This study significantly demonstrates that various substrates are not created equal when they are employed for the expansion of myoblasts in vitro. While the performance of laminin 521 is impressive, there may be room for improvement by combining additional ECMs with laminin 521. First, it will be important to analyze the combination of laminin 521 with laminin 111 and laminin 211 to determine if there is any potential synergism. While laminin 521 fared the best in differentiation after scale-up, spontaneous differentiation was still present at a low level. Collagen VI has been described as a critical mediator of stem cell renewal in the satellite cell niche suggesting it may prevent progression into differentiation [27]. Considering this, collagen VI in combination with laminin 521 may reduce the spontaneous differentiation during expansion, at which time collagen VI could be removed to induce differentiation. ECM stiffness is a critical regulator balancing myogenesis towards proliferation or differentiation [2832]. Combining laminin 521 with MG or a hydrogel may provide increased performance in both proliferation and/or differentiation by providing a method to customize stiffness of the substrate to optimize both proliferation and differentiation conditions. It will be important in future studies to titrate laminin 521, which will affect both substrate stiffness and geometry of the laminin matrix, both of which may significantly affect proliferation and differentiation.

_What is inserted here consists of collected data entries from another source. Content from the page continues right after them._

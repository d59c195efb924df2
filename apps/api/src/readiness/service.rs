//! Scores a submitted assessment and stores the verdict.
//!
//! Flow: load assessment → reject if already scored → load role + skills →
//!       dedupe responses → check them against stored questions →
//!       aggregate per skill → score_readiness → persist once.

use std::collections::{HashMap, HashSet};

use tracing::info;
use uuid::Uuid;

use crate::errors::AppError;
use crate::readiness::scorer::{score_readiness, ReadinessConfig, ReadinessVerdict, SkillResult};
use crate::readiness::skill_scores::{score_responses, QuestionResponse};
use crate::store::AssessmentStore;

pub async fn score_assessment(
    store: &dyn AssessmentStore,
    assessment_id: Uuid,
    responses: &[QuestionResponse],
    config: &ReadinessConfig,
) -> Result<ReadinessVerdict, AppError> {
    if responses.is_empty() {
        return Err(AppError::Validation(
            "Cannot score an assessment without responses".to_string(),
        ));
    }

    let assessment = store
        .assessment(assessment_id)
        .await?
        .ok_or_else(|| AppError::NotFound(format!("Assessment {assessment_id} not found")))?;

    if assessment.is_scored() {
        return Err(AppError::Conflict(format!(
            "Assessment {assessment_id} has already been scored"
        )));
    }

    let role = store
        .role(assessment.role_id)
        .await?
        .ok_or_else(|| AppError::NotFound(format!("Role {} not found", assessment.role_id)))?;

    let role_skills: HashMap<Uuid, _> = store
        .role_skills(role.id)
        .await?
        .into_iter()
        .map(|s| (s.skill_id, s))
        .collect();

    // A question answered more than once counts once; the first answer wins.
    let mut seen = HashSet::new();
    let responses: Vec<QuestionResponse> = responses
        .iter()
        .filter(|r| seen.insert(r.question_id))
        .cloned()
        .collect();

    let question_ids: Vec<Uuid> = responses.iter().map(|r| r.question_id).collect();
    let question_skills: HashMap<Uuid, Uuid> = store
        .questions_by_ids(&question_ids)
        .await?
        .into_iter()
        .map(|q| (q.id, q.skill_id))
        .collect();

    for r in &responses {
        match question_skills.get(&r.question_id) {
            None => {
                return Err(AppError::Validation(format!(
                    "Question {} does not exist",
                    r.question_id
                )));
            }
            Some(skill_id) if *skill_id != r.skill_id => {
                return Err(AppError::Validation(format!(
                    "Question {} belongs to skill {skill_id}, not {}",
                    r.question_id, r.skill_id
                )));
            }
            Some(_) => {}
        }
        if !role_skills.contains_key(&r.skill_id) {
            return Err(AppError::Validation(format!(
                "Question {} belongs to skill {}, which role '{}' does not require",
                r.question_id, r.skill_id, role.title
            )));
        }
    }

    let results: Vec<SkillResult> = score_responses(&responses)
        .into_iter()
        .filter_map(|score| {
            role_skills.get(&score.skill_id).map(|skill| SkillResult {
                skill_id: skill.skill_id,
                skill_name: skill.name.clone(),
                importance: skill.importance,
                achieved: score.raw_score,
                required: skill.proficiency_threshold,
            })
        })
        .collect();

    let verdict = score_readiness(&results, role.required_proficiency, config);

    let stored = store
        .complete_assessment(
            assessment_id,
            verdict.overall_proficiency,
            verdict.readiness.label(),
        )
        .await?;
    if !stored {
        // Lost a race with a concurrent submission.
        return Err(AppError::Conflict(format!(
            "Assessment {assessment_id} has already been scored"
        )));
    }

    info!(
        "Scored assessment {} for user {}: {:.1}% ({})",
        assessment_id, assessment.user_id, verdict.overall_proficiency, verdict.readiness
    );

    Ok(verdict)
}
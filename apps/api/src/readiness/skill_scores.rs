//! Per-skill aggregation of answered questions.

use std::collections::BTreeMap;

use serde::{Deserialize, Serialize};
use uuid::Uuid;

/// One answered question as captured by the assessment UI.
#[derive(Debug, Clone, Serialize, Deserialize)]
pub struct QuestionResponse {
    pub question_id: Uuid,
    pub skill_id: Uuid,
    pub is_correct: bool,
}

#[derive(Debug, Clone, PartialEq, Serialize, Deserialize)]
pub struct SkillScore {
    pub skill_id: Uuid,
    pub answered: usize,
    pub correct: usize,
    /// Percent correct.
    pub raw_score: f64,
}

/// Groups responses by skill and scores each group. Output is ordered by skill id.
pub fn score_responses(responses: &[QuestionResponse]) -> Vec<SkillScore> {
    let mut groups: BTreeMap<Uuid, (usize, usize)> = BTreeMap::new();
    for response in responses {
        let (answered, correct) = groups.entry(response.skill_id).or_default();
        *answered += 1;
        if response.is_correct {
            *correct += 1;
        }
    }

    groups
        .into_iter()
        .map(|(skill_id, (answered, correct))| SkillScore {
            skill_id,
            answered,
            correct,
            raw_score: correct as f64 / answered as f64 * 100.0,
        })
        .collect()
}

#[cfg(test)]
mod tests {
    use super::*;

    fn response(skill_id: Uuid, is_correct: bool) -> QuestionResponse {
        QuestionResponse {
            question_id: Uuid::new_v4(),
            skill_id,
            is_correct,
        }
    }

    #[test]
    fn test_raw_score_is_percent_correct() {
        let skill = Uuid::new_v4();
        let scores = score_responses(&[
            response(skill, true),
            response(skill, true),
            response(skill, false),
            response(skill, true),
        ]);
        assert_eq!(scores.len(), 1);
        assert_eq!(scores[0].raw_score, 75.0);
        assert_eq!(scores[0].answered, 4);
        assert_eq!(scores[0].correct, 3);
    }

    #[test]
    fn test_responses_grouped_per_skill() {
        let a = Uuid::new_v4();
        let b = Uuid::new_v4();
        let scores = score_responses(&[response(a, true), response(b, false), response(a, false)]);
        assert_eq!(scores.len(), 2);
        let a_score = scores.iter().find(|s| s.skill_id == a).unwrap();
        assert_eq!(a_score.answered, 2);
        assert_eq!(a_score.raw_score, 50.0);
        let b_score = scores.iter().find(|s| s.skill_id == b).unwrap();
        assert_eq!(b_score.raw_score, 0.0);
    }
}
use std::collections::HashSet;

use async_trait::async_trait;
use chrono::{DateTime, Utc};
use sqlx::PgPool;
use tracing::debug;
use uuid::Uuid;

use crate::errors::AppError;
use crate::models::assessment::{AssessmentRow, STATUS_COMPLETED, STATUS_IN_PROGRESS};
use crate::models::question::{NewBankQuestion, QuestionRow};
use crate::models::skill::{RoleRow, RoleSkill, RoleSkillRow};
use crate::store::AssessmentStore;

/// `AssessmentStore` over the shared Postgres pool.
#[derive(Clone)]
pub struct PgAssessmentStore {
    pool: PgPool,
}

impl PgAssessmentStore {
    pub fn new(pool: PgPool) -> Self {
        Self { pool }
    }
}

#[async_trait]
impl AssessmentStore for PgAssessmentStore {
    async fn role(&self, role_id: Uuid) -> Result<Option<RoleRow>, AppError> {
        Ok(
            sqlx::query_as::<_, RoleRow>("SELECT * FROM roles WHERE id = $1")
                .bind(role_id)
                .fetch_optional(&self.pool)
                .await?,
        )
    }

    async fn role_skills(&self, role_id: Uuid) -> Result<Vec<RoleSkill>, AppError> {
        let rows = sqlx::query_as::<_, RoleSkillRow>(
            r#"
            SELECT rs.role_id, rs.skill_id, s.name, s.category,
                   rs.importance_level, rs.weight, rs.proficiency_threshold
            FROM role_skills rs
            JOIN skills s ON s.id = rs.skill_id
            WHERE rs.role_id = $1
            "#,
        )
        .bind(role_id)
        .fetch_all(&self.pool)
        .await?;

        rows.into_iter()
            .map(|row| {
                let skill_id = row.skill_id;
                RoleSkill::try_from(row).map_err(|e| {
                    AppError::Internal(anyhow::anyhow!(
                        "role {role_id} skill {skill_id} has invalid data: {e}"
                    ))
                })
            })
            .collect()
    }

    async fn bank_questions(&self, skill_id: Uuid) -> Result<Vec<QuestionRow>, AppError> {
        Ok(sqlx::query_as::<_, QuestionRow>(
            "SELECT * FROM quiz_questions WHERE skill_id = $1 AND is_bank_question = TRUE",
        )
        .bind(skill_id)
        .fetch_all(&self.pool)
        .await?)
    }

    async fn count_bank_questions(&self, skill_id: Uuid) -> Result<i64, AppError> {
        Ok(sqlx::query_scalar(
            "SELECT COUNT(*) FROM quiz_questions WHERE skill_id = $1 AND is_bank_question = TRUE",
        )
        .bind(skill_id)
        .fetch_one(&self.pool)
        .await?)
    }

    async fn questions_by_ids(&self, question_ids: &[Uuid]) -> Result<Vec<QuestionRow>, AppError> {
        Ok(
            sqlx::query_as::<_, QuestionRow>("SELECT * FROM quiz_questions WHERE id = ANY($1)")
                .bind(question_ids)
                .fetch_all(&self.pool)
                .await?,
        )
    }

    async fn seen_question_ids(
        &self,
        user_id: Uuid,
        since: DateTime<Utc>,
    ) -> Result<HashSet<Uuid>, AppError> {
        let ids: Vec<Uuid> = sqlx::query_scalar(
            "SELECT question_id FROM user_question_history WHERE user_id = $1 AND seen_at >= $2",
        )
        .bind(user_id)
        .bind(since)
        .fetch_all(&self.pool)
        .await?;
        Ok(ids.into_iter().collect())
    }

    async fn insert_bank_question(&self, question: &NewBankQuestion) -> Result<Uuid, AppError> {
        let choices = serde_json::to_value(&question.choices)
            .map_err(|e| AppError::Internal(anyhow::anyhow!("Failed to serialize choices: {e}")))?;

        let id: Uuid = sqlx::query_scalar(
            r#"
            INSERT INTO quiz_questions
                (skill_id, stem, choices, answer_key, difficulty, explanation,
                 is_bank_question, times_used)
            VALUES ($1, $2, $3, $4, $5, $6, TRUE, 0)
            RETURNING id
            "#,
        )
        .bind(question.skill_id)
        .bind(&question.stem)
        .bind(&choices)
        .bind(&question.answer_key)
        .bind(question.difficulty.as_str())
        .bind(&question.explanation)
        .fetch_one(&self.pool)
        .await?;

        Ok(id)
    }

    async fn record_question_history(
        &self,
        user_id: Uuid,
        assessment_id: Uuid,
        question_ids: &[Uuid],
        seen_at: DateTime<Utc>,
    ) -> Result<(), AppError> {
        let mut tx = self.pool.begin().await?;

        sqlx::query(
            r#"
            INSERT INTO user_question_history (user_id, question_id, assessment_id, seen_at)
            SELECT $1, question_id, $2, $3
            FROM UNNEST($4::uuid[]) AS question_id
            "#,
        )
        .bind(user_id)
        .bind(assessment_id)
        .bind(seen_at)
        .bind(question_ids)
        .execute(&mut *tx)
        .await?;

        let updated = sqlx::query(
            "UPDATE quiz_questions SET times_used = times_used + 1 WHERE id = ANY($1)",
        )
        .bind(question_ids)
        .execute(&mut *tx)
        .await?;

        tx.commit().await?;

        debug!(
            "Recorded {} history rows for assessment {assessment_id}, {} usage counters bumped",
            question_ids.len(),
            updated.rows_affected()
        );
        Ok(())
    }

    async fn create_assessment(
        &self,
        user_id: Uuid,
        role_id: Uuid,
    ) -> Result<AssessmentRow, AppError> {
        Ok(sqlx::query_as::<_, AssessmentRow>(
            r#"
            INSERT INTO assessments (user_id, role_id, status)
            VALUES ($1, $2, $3)
            RETURNING *
            "#,
        )
        .bind(user_id)
        .bind(role_id)
        .bind(STATUS_IN_PROGRESS)
        .fetch_one(&self.pool)
        .await?)
    }

    async fn assessment(&self, assessment_id: Uuid) -> Result<Option<AssessmentRow>, AppError> {
        Ok(
            sqlx::query_as::<_, AssessmentRow>("SELECT * FROM assessments WHERE id = $1")
                .bind(assessment_id)
                .fetch_optional(&self.pool)
                .await?,
        )
    }

    async fn complete_assessment(
        &self,
        assessment_id: Uuid,
        overall_proficiency: f64,
        readiness: &str,
    ) -> Result<bool, AppError> {
        // Guarded on status so a scored assessment is never overwritten.
        let result = sqlx::query(
            r#"
            UPDATE assessments
            SET overall_proficiency = $1, readiness = $2, status = $3, completed_at = NOW()
            WHERE id = $4 AND status = $5
            "#,
        )
        .bind(overall_proficiency)
        .bind(readiness)
        .bind(STATUS_COMPLETED)
        .bind(assessment_id)
        .bind(STATUS_IN_PROGRESS)
        .execute(&self.pool)
        .await?;

        Ok(result.rows_affected() == 1)
    }
}
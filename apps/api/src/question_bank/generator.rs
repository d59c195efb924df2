//! Question generation: pluggable, trait-based source of candidate bank questions.
//!
//! Default: `LlmQuestionGenerator`, backed by the shared chat-completion client.
//! `AppState` holds an `Arc<dyn QuestionGenerator>`, so tests can script the
//! generator without a network.

use std::collections::BTreeMap;

use async_trait::async_trait;
use serde::{Deserialize, Serialize};

use crate::llm_client::prompts::AUDIENCE_INSTRUCTION;
use crate::llm_client::{LlmClient, LlmError};
use crate::models::question::Difficulty;
use crate::question_bank::prompts::{QUESTION_BANK_SYSTEM, QUESTION_BATCH_PROMPT_TEMPLATE};

/// Sampling temperature for question writing. Higher than scoring-style calls
/// so re-generated banks do not converge on the same stems.
const GENERATION_TEMPERATURE: f32 = 0.7;

/// One batch request for a single skill.
#[derive(Debug, Clone, Serialize)]
pub struct QuestionBatchRequest {
    pub skill_name: String,
    pub category: String,
    pub difficulty: Difficulty,
    pub job_context: String,
    pub count: usize,
    /// Stems already accepted for this skill. A hint to the generator only;
    /// nothing downstream enforces uniqueness.
    pub avoid_stems: Vec<String>,
}

/// A candidate question exactly as the generator returned it.
#[derive(Debug, Clone, PartialEq, Serialize, Deserialize)]
pub struct GeneratedQuestion {
    pub stem: String,
    pub choices: BTreeMap<String, String>,
    pub correct_answer: String,
    #[serde(default)]
    pub explanation: Option<String>,
    #[serde(default)]
    pub difficulty: String,
}

#[async_trait]
pub trait QuestionGenerator: Send + Sync {
    async fn generate_batch(
        &self,
        request: &QuestionBatchRequest,
    ) -> Result<Vec<GeneratedQuestion>, LlmError>;
}

pub struct LlmQuestionGenerator(pub LlmClient);

#[async_trait]
impl QuestionGenerator for LlmQuestionGenerator {
    async fn generate_batch(
        &self,
        request: &QuestionBatchRequest,
    ) -> Result<Vec<GeneratedQuestion>, LlmError> {
        let prompt = build_batch_prompt(request);
        self.0
            .call_json(&prompt, QUESTION_BANK_SYSTEM, GENERATION_TEMPERATURE)
            .await
    }
}

/// Fills the batch template for one request.
fn build_batch_prompt(request: &QuestionBatchRequest) -> String {
    let avoid_stems = if request.avoid_stems.is_empty() {
        "(none yet)".to_string()
    } else {
        request
            .avoid_stems
            .iter()
            .map(|s| format!("- {s}"))
            .collect::<Vec<_>>()
            .join("\n")
    };

    QUESTION_BATCH_PROMPT_TEMPLATE
        .replace("{count}", &request.count.to_string())
        .replace("{skill_name}", &request.skill_name)
        .replace("{category}", &request.category)
        .replace("{difficulty}", request.difficulty.as_str())
        .replace("{job_context}", &request.job_context)
        .replace("{audience_instruction}", AUDIENCE_INSTRUCTION)
        .replace("{avoid_stems}", &avoid_stems)
}

#[cfg(test)]
mod tests {
    use super::*;

    fn request(avoid: Vec<String>) -> QuestionBatchRequest {
        QuestionBatchRequest {
            skill_name: "Electrical Wiring".to_string(),
            category: "Technical".to_string(),
            difficulty: Difficulty::Expert,
            job_context: "Electrician (47-2111.00): installs and maintains wiring".to_string(),
            count: 3,
            avoid_stems: avoid,
        }
    }

    #[test]
    fn test_prompt_has_no_unfilled_placeholders() {
        let prompt = build_batch_prompt(&request(vec![]));
        for placeholder in [
            "{count}",
            "{skill_name}",
            "{category}",
            "{difficulty}",
            "{job_context}",
            "{audience_instruction}",
            "{avoid_stems}",
        ] {
            assert!(!prompt.contains(placeholder), "{placeholder} left in prompt");
        }
        assert!(prompt.contains("Generate 3 multiple-choice questions"));
        assert!(prompt.contains("\"difficulty\": \"expert\""));
    }

    #[test]
    fn test_prompt_lists_stems_to_avoid() {
        let prompt = build_batch_prompt(&request(vec![
            "What gauge wire suits a 20A circuit?".to_string(),
        ]));
        assert!(prompt.contains("- What gauge wire suits a 20A circuit?"));
        assert!(!prompt.contains("(none yet)"));
    }

    #[test]
    fn test_generated_question_deserializes_without_optional_fields() {
        let json = r#"[{
            "stem": "Which breaker protects a kitchen circuit?",
            "choices": {"A": "GFCI", "B": "AFCI", "C": "Standard", "D": "None"},
            "correct_answer": "A"
        }]"#;
        let parsed: Vec<GeneratedQuestion> = serde_json::from_str(json).unwrap();
        assert_eq!(parsed[0].choices.len(), 4);
        assert!(parsed[0].explanation.is_none());
        assert!(parsed[0].difficulty.is_empty());
    }

    #[test]
    fn test_generated_question_requires_answer() {
        let json = r#"[{"stem": "Q?", "choices": {"A": "x"}}]"#;
        let parsed: Result<Vec<GeneratedQuestion>, _> = serde_json::from_str(json);
        assert!(parsed.is_err());
    }
}
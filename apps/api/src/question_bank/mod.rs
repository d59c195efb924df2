// Question bank: batched generation of reusable per-skill questions,
// batch validation, and coverage stats.

pub mod builder;
pub mod generator;
pub mod handlers;
pub mod prompts;
pub mod stats;
pub mod validation;
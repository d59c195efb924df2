//! Persistence seam for the assessment core.
//!
//! Services take `&dyn AssessmentStore` rather than a pool so they can run
//! against Postgres in production and an in-memory fake in tests.
//! `AppState` holds an `Arc<dyn AssessmentStore>`, built once at startup.

use std::collections::HashSet;

use async_trait::async_trait;
use chrono::{DateTime, Utc};
use uuid::Uuid;

use crate::errors::AppError;
use crate::models::assessment::AssessmentRow;
use crate::models::question::{NewBankQuestion, QuestionRow};
use crate::models::skill::{RoleRow, RoleSkill};

#[cfg(test)]
pub mod memory;
pub mod postgres;

pub use postgres::PgAssessmentStore;

#[async_trait]
pub trait AssessmentStore: Send + Sync {
    async fn role(&self, role_id: Uuid) -> Result<Option<RoleRow>, AppError>;

    /// All skills attached to a role, in no particular order.
    async fn role_skills(&self, role_id: Uuid) -> Result<Vec<RoleSkill>, AppError>;

    /// Bank questions tagged for one skill.
    async fn bank_questions(&self, skill_id: Uuid) -> Result<Vec<QuestionRow>, AppError>;

    async fn count_bank_questions(&self, skill_id: Uuid) -> Result<i64, AppError>;

    /// Questions with the given ids. Unknown ids are simply absent from the result.
    async fn questions_by_ids(&self, question_ids: &[Uuid]) -> Result<Vec<QuestionRow>, AppError>;

    /// Ids of questions the user was shown at or after `since`.
    async fn seen_question_ids(
        &self,
        user_id: Uuid,
        since: DateTime<Utc>,
    ) -> Result<HashSet<Uuid>, AppError>;

    /// Persists a bank question with a zero usage counter. Returns its id.
    async fn insert_bank_question(&self, question: &NewBankQuestion) -> Result<Uuid, AppError>;

    /// Appends one history row per question and bumps each question's usage counter.
    async fn record_question_history(
        &self,
        user_id: Uuid,
        assessment_id: Uuid,
        question_ids: &[Uuid],
        seen_at: DateTime<Utc>,
    ) -> Result<(), AppError>;

    async fn create_assessment(&self, user_id: Uuid, role_id: Uuid)
        -> Result<AssessmentRow, AppError>;

    async fn assessment(&self, assessment_id: Uuid) -> Result<Option<AssessmentRow>, AppError>;

    /// Stores the final verdict on an in-progress assessment.
    /// Returns `false` if the assessment was already completed.
    async fn complete_assessment(
        &self,
        assessment_id: Uuid,
        overall_proficiency: f64,
        readiness: &str,
    ) -> Result<bool, AppError>;
}
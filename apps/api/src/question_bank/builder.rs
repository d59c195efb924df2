//! Question Bank Builder: fills each of a role's skills with reusable bank questions.
//!
//! Flow: load role + skills → order by priority → per skill: batched generation →
//!       validate → rotate answer keys → persist → per-skill outcome.
//!
//! Skills are processed one after another. A failing skill is reported in the
//! build report and the loop moves on; nothing is retried.

use serde::{Deserialize, Serialize};
use tracing::{info, warn};
use uuid::Uuid;

use crate::assessment::selection::sort_by_priority;
use crate::errors::AppError;
use crate::models::question::{Difficulty, NewBankQuestion};
use crate::models::skill::{ImportanceLevel, RoleRow, RoleSkill};
use crate::question_bank::generator::{QuestionBatchRequest, QuestionGenerator};
use crate::question_bank::validation::{rotate_answer_keys, validate_batch};
use crate::store::AssessmentStore;

/// Questions requested per generator call.
pub const BATCH_SIZE: usize = 3;
/// Characters of role description passed to the generator as job context.
const JOB_CONTEXT_CHARS: usize = 200;

#[derive(Debug, Clone, Serialize, Deserialize)]
pub struct BankBuildOptions {
    pub questions_per_skill: usize,
}

impl Default for BankBuildOptions {
    fn default() -> Self {
        Self {
            questions_per_skill: 12,
        }
    }
}

#[derive(Debug, Clone, PartialEq, Serialize, Deserialize)]
#[serde(tag = "status", rename_all = "snake_case")]
pub enum SkillOutcomeStatus {
    Generated {
        questions: usize,
        failed_batches: usize,
    },
    Failed {
        error: String,
    },
}

#[derive(Debug, Clone, Serialize, Deserialize)]
pub struct SkillOutcome {
    pub skill_id: Uuid,
    pub skill_name: String,
    #[serde(flatten)]
    pub status: SkillOutcomeStatus,
}

#[derive(Debug, Clone, Serialize, Deserialize)]
pub struct BankBuildReport {
    pub role_id: Uuid,
    pub skills_attempted: usize,
    /// Skills with at least one persisted question. Failed skills are not counted.
    pub skills_processed: usize,
    pub total_questions: usize,
    pub outcomes: Vec<SkillOutcome>,
}

/// What one skill's generation produced.
#[derive(Debug)]
struct SkillYield {
    persisted: usize,
    failed_batches: usize,
}

/// Higher-stakes skills get harder questions.
pub fn target_difficulty(importance: ImportanceLevel) -> Difficulty {
    match importance {
        ImportanceLevel::Critical => Difficulty::Expert,
        ImportanceLevel::Important => Difficulty::Intermediate,
        ImportanceLevel::Helpful => Difficulty::Beginner,
    }
}

/// Builds the question bank for every skill attached to a role.
pub async fn build_question_bank(
    store: &dyn AssessmentStore,
    generator: &dyn QuestionGenerator,
    role_id: Uuid,
    options: &BankBuildOptions,
) -> Result<BankBuildReport, AppError> {
    if options.questions_per_skill == 0 {
        return Err(AppError::Validation(
            "questions_per_skill must be positive".to_string(),
        ));
    }

    let role = store
        .role(role_id)
        .await?
        .ok_or_else(|| AppError::NotFound(format!("Role {role_id} not found")))?;

    let mut skills = store.role_skills(role_id).await?;
    if skills.is_empty() {
        return Err(AppError::InsufficientData(format!(
            "Role '{}' ({role_id}) has no skills to build questions for",
            role.title
        )));
    }
    sort_by_priority(&mut skills);

    info!(
        "Building question bank for role {role_id}: {} skills, {} questions each",
        skills.len(),
        options.questions_per_skill
    );

    let job_context = job_context(&role);
    let mut results: Vec<(RoleSkill, Result<SkillYield, AppError>)> = Vec::with_capacity(skills.len());
    for skill in skills {
        let result = build_skill_pool(
            store,
            generator,
            &skill,
            &job_context,
            options.questions_per_skill,
        )
        .await;
        if let Err(e) = &result {
            warn!(
                "Question generation failed for skill '{}' on role {role_id}: {e}",
                skill.name
            );
        }
        results.push((skill, result));
    }

    let report = summarize(role_id, results);
    info!(
        "Question bank for role {role_id} complete: {} questions across {}/{} skills",
        report.total_questions, report.skills_processed, report.skills_attempted
    );
    Ok(report)
}

/// Generates and persists up to `questions_per_skill` questions for one skill.
/// Fails only when nothing at all could be persisted.
async fn build_skill_pool(
    store: &dyn AssessmentStore,
    generator: &dyn QuestionGenerator,
    skill: &RoleSkill,
    job_context: &str,
    questions_per_skill: usize,
) -> Result<SkillYield, AppError> {
    let difficulty = target_difficulty(skill.importance);
    let mut accepted_stems: Vec<String> = Vec::new();
    let mut persisted = 0usize;
    let mut failed_batches = 0usize;
    let mut last_error: Option<String> = None;

    let mut requested = 0usize;
    while requested < questions_per_skill {
        let count = BATCH_SIZE.min(questions_per_skill - requested);
        requested += count;

        let request = QuestionBatchRequest {
            skill_name: skill.name.clone(),
            category: skill.category.clone(),
            difficulty,
            job_context: job_context.to_string(),
            count,
            avoid_stems: accepted_stems.clone(),
        };

        let batch = generator
            .generate_batch(&request)
            .await
            .and_then(|batch| validate_batch(batch, count));
        let mut batch = match batch {
            Ok(batch) => batch,
            Err(e) => {
                warn!("Skipping batch for skill '{}': {e}", skill.name);
                failed_batches += 1;
                last_error = Some(e.to_string());
                continue;
            }
        };

        rotate_answer_keys(&mut batch, accepted_stems.len());

        for generated in batch {
            let question = NewBankQuestion {
                skill_id: skill.skill_id,
                stem: generated.stem.trim().to_string(),
                choices: generated.choices,
                answer_key: generated.correct_answer,
                difficulty: Difficulty::parse(&generated.difficulty).unwrap_or(difficulty),
                explanation: generated.explanation,
            };
            accepted_stems.push(question.stem.clone());
            match store.insert_bank_question(&question).await {
                Ok(_) => persisted += 1,
                Err(e) => {
                    warn!("Failed to persist question for skill '{}': {e}", skill.name);
                    last_error = Some(e.to_string());
                }
            }
        }
    }

    if persisted == 0 {
        return Err(AppError::Llm(format!(
            "no questions persisted for skill '{}' ({} of {} batches failed): {}",
            skill.name,
            failed_batches,
            questions_per_skill.div_ceil(BATCH_SIZE),
            last_error.unwrap_or_else(|| "unknown error".to_string())
        )));
    }

    Ok(SkillYield {
        persisted,
        failed_batches,
    })
}

fn summarize(
    role_id: Uuid,
    results: Vec<(RoleSkill, Result<SkillYield, AppError>)>,
) -> BankBuildReport {
    let skills_attempted = results.len();
    let mut skills_processed = 0;
    let mut total_questions = 0;

    let outcomes = results
        .into_iter()
        .map(|(skill, result)| {
            let status = match result {
                Ok(y) => {
                    skills_processed += 1;
                    total_questions += y.persisted;
                    SkillOutcomeStatus::Generated {
                        questions: y.persisted,
                        failed_batches: y.failed_batches,
                    }
                }
                Err(e) => SkillOutcomeStatus::Failed {
                    error: e.to_string(),
                },
            };
            SkillOutcome {
                skill_id: skill.skill_id,
                skill_name: skill.name,
                status,
            }
        })
        .collect();

    BankBuildReport {
        role_id,
        skills_attempted,
        skills_processed,
        total_questions,
        outcomes,
    }
}

fn job_context(role: &RoleRow) -> String {
    let excerpt: String = role
        .description
        .as_deref()
        .unwrap_or_default()
        .chars()
        .take(JOB_CONTEXT_CHARS)
        .collect();
    if excerpt.is_empty() {
        format!("{} ({})", role.title, role.occupation_code)
    } else {
        format!("{} ({}): {excerpt}", role.title, role.occupation_code)
    }
}
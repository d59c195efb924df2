use anyhow::{Context, Result};

/// Application configuration loaded from environment variables.
/// Fails at startup if required variables are missing.
#[derive(Debug, Clone)]
pub struct Config {
    pub database_url: String,
    pub openai_api_key: String,
    pub openai_model: String,
    pub port: u16,
    pub rust_log: String,
    /// Questions requested per skill when building a role's question bank.
    pub bank_questions_per_skill: usize,
    /// Required proficiency percent used when neither the role nor the skill sets one.
    pub default_required_proficiency: f64,
}

impl Config {
    pub fn from_env() -> Result<Self> {
        dotenvy::dotenv().ok(); // load .env if present; ignore if missing

        Ok(Config {
            database_url: require_env("DATABASE_URL")?,
            openai_api_key: require_env("OPENAI_API_KEY")?,
            openai_model: std::env::var("OPENAI_MODEL")
                .unwrap_or_else(|_| "gpt-4o-mini".to_string()),
            port: parse_env("PORT", 8080)?,
            rust_log: std::env::var("RUST_LOG").unwrap_or_else(|_| "info".to_string()),
            bank_questions_per_skill: parse_env("BANK_QUESTIONS_PER_SKILL", 12)?,
            default_required_proficiency: parse_env("DEFAULT_REQUIRED_PROFICIENCY", 90.0)?,
        })
    }
}

fn require_env(key: &str) -> Result<String> {
    std::env::var(key).with_context(|| format!("Required environment variable '{key}' is not set"))
}

fn parse_env<T>(key: &str, default: T) -> Result<T>
where
    T: std::str::FromStr,
    T::Err: std::error::Error + Send + Sync + 'static,
{
    match std::env::var(key) {
        Ok(raw) => raw
            .parse::<T>()
            .with_context(|| format!("{key} has an invalid value '{raw}'")),
        Err(_) => Ok(default),
    }
}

Two of the most popular myogenic matrices routinely employed in stem cell biology are MG and laminin 111; however, neither of these substrates is endogenous to the satellite cell niche. Additionally, MG is a highly variable substrate isolated from mouse EHS tumors containing over 14,000 peptides resulting in experimental variability and decreased reproducibility [33]. In fact, even growth factor reduced MG, as used in this study, contains over 9000 peptides and significant variation as high as 50% from batch to batch has been observed which makes cell culture performance inconsistent [33]. The laminin α1 chain contained in both MG and laminin 111 is absent from adult skeletal muscle in both resting and regenerating conditions and is only expressed in a small stage of developmental myogenesis [10, 34, 35]. This discrepancy has by and large gone unverified with the assumption that laminin 111 and laminin 211 share redundant functionality. For instance, pre-clinical animal studies have been performed injecting laminin 111 into dystrophic mice despite the lack of α1 in the muscle [36]. However, these results are controversial since follow-up transgenic laminin 111 studies show no benefit in the mdx model [37]. Our results show for the first time that there are significant functional differences between the laminin α1 and α2 chains. While α1 supports moderate proliferation and differentiation in our studies, α2 tends to limit proliferation and supports differentiation poorly. Considering this in combination with our results, laminin 511 or laminin 521 supplementation/overexpression may be superior therapeutically for muscular dystrophies including DMD since they contain the beneficial integrin α7 binding site similar to laminin 211 and laminin 111, but laminin 511 and laminin 521 may additionally boost the regenerative response. One caveat for potential intramuscular laminin α5 injection or overexpression is that laminin 521 is normally expressed at neuromuscular junctions while laminin 511 surrounds regenerating myofibers; thus, in vivo comparison studies between laminin 511 and laminin 521 will be crucial [10].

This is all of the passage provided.